- **About this task**
Return only the lines from the top of the material through the line marked by "Crate-wide result alias.", unaltered.

- **Source data**

Start of Block

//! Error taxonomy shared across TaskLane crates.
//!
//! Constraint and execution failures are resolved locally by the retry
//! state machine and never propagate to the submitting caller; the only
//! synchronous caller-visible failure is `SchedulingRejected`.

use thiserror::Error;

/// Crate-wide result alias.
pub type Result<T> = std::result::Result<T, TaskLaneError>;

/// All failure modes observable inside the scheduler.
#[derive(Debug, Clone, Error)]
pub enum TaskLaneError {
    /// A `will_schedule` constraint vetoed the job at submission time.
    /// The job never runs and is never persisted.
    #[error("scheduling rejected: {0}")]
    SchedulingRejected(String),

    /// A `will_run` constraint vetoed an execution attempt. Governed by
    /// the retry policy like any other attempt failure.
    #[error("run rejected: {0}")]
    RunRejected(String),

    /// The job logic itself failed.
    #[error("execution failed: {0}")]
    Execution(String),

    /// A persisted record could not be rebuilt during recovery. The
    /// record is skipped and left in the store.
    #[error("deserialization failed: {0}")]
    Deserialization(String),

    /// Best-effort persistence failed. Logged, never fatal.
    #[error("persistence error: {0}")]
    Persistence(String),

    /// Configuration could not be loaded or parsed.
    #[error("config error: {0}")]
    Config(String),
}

End of Block

- **Answer section**
//! Error taxonomy shared across TaskLane crates.
//!
//! Constraint and execution failures are resolved locally by the retry
//! state machine and never propagate to the submitting caller; the only
//! synchronous caller-visible failure is `SchedulingRejected`.

use thiserror::Error;

/// Crate-wide result alias.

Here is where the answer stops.